*Problem details*:
In the data below, find the line that contains "the new one." and the line that contains "use std::io;". Copy both, plus every line between them, exactly.

*Dataset records*:
- - - - -
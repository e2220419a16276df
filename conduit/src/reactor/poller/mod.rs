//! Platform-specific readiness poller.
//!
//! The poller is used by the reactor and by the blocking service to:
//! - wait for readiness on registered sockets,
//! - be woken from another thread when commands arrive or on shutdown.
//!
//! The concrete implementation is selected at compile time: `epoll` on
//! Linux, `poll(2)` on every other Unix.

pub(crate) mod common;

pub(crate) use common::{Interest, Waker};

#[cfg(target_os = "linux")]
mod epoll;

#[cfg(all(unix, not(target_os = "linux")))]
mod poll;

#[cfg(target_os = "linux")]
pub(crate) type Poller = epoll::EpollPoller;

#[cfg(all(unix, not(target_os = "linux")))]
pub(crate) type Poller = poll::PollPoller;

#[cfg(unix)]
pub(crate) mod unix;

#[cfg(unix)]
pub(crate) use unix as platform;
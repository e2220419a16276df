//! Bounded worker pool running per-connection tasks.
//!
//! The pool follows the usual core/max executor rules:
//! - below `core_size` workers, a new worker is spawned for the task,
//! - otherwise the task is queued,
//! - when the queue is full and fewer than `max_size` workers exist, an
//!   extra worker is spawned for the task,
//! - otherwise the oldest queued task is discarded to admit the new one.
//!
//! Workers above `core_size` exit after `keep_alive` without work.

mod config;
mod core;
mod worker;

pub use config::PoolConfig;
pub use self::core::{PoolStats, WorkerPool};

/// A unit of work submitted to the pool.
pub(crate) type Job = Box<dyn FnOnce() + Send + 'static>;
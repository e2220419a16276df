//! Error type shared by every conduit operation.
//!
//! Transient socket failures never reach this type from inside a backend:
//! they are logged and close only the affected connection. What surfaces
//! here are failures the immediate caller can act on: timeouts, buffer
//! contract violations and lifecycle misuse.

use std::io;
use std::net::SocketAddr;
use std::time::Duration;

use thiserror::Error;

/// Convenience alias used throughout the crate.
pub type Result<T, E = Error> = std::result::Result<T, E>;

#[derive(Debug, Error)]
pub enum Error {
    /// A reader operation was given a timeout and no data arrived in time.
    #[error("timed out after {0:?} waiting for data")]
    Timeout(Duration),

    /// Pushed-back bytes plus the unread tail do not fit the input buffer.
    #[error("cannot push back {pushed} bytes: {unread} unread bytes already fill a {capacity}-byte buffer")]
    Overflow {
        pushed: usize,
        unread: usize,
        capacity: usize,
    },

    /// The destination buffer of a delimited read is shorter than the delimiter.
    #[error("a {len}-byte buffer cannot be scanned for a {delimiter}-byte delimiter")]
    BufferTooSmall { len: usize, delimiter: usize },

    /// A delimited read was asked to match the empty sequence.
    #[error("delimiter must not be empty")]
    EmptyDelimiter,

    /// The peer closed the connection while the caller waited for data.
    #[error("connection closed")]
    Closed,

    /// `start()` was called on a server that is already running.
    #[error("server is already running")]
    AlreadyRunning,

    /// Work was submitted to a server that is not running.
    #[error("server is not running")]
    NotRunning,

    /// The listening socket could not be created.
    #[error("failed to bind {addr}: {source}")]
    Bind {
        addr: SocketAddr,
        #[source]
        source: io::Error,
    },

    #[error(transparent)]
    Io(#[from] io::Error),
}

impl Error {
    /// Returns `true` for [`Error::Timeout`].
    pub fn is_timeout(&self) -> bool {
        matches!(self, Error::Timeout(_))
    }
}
- - - - -
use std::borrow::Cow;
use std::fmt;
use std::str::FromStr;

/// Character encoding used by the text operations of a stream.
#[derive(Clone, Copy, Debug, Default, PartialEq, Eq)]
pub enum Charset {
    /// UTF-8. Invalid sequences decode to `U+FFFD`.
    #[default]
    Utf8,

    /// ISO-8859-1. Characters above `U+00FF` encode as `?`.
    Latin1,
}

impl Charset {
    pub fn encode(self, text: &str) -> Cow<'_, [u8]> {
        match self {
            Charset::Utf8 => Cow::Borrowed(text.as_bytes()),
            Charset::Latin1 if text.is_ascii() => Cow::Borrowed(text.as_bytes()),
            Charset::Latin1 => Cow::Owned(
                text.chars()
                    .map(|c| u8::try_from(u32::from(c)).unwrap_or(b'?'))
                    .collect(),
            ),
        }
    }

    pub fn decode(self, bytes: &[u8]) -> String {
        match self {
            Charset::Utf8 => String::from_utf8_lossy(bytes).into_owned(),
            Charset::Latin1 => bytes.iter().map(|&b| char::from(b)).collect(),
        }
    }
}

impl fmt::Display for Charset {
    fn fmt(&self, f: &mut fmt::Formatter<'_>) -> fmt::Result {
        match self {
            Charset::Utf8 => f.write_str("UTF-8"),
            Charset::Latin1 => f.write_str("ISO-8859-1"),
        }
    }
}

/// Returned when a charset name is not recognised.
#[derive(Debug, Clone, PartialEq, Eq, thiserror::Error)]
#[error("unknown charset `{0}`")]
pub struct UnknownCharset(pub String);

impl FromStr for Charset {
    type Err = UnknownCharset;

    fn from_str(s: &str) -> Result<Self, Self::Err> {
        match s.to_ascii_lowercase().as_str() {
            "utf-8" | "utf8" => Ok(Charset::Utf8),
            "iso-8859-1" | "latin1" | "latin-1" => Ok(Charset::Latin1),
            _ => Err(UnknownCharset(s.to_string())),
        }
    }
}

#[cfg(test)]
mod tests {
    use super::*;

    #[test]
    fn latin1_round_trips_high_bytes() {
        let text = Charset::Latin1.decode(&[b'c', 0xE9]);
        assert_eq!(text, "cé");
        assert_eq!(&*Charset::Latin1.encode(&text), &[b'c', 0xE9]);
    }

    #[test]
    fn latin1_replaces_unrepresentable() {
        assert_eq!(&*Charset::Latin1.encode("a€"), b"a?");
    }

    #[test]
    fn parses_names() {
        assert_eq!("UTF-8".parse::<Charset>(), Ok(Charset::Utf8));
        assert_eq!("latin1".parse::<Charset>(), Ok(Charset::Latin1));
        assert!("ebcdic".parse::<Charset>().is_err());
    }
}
- - - - -
*Task answer*:
//! - otherwise the oldest queued task is discarded to admit the new one.
//!
//! Workers above `core_size` exit after `keep_alive` without work.

mod config;
mod core;
mod worker;

pub use config::PoolConfig;
pub use self::core::{PoolStats, WorkerPool};

/// A unit of work submitted to the pool.
pub(crate) type Job = Box<dyn FnOnce() + Send + 'static>;
repository e2220419a16276df
//! Error type shared by every conduit operation.
//!
//! Transient socket failures never reach this type from inside a backend:
//! they are logged and close only the affected connection. What surfaces
//! here are failures the immediate caller can act on: timeouts, buffer
//! contract violations and lifecycle misuse.

use std::io;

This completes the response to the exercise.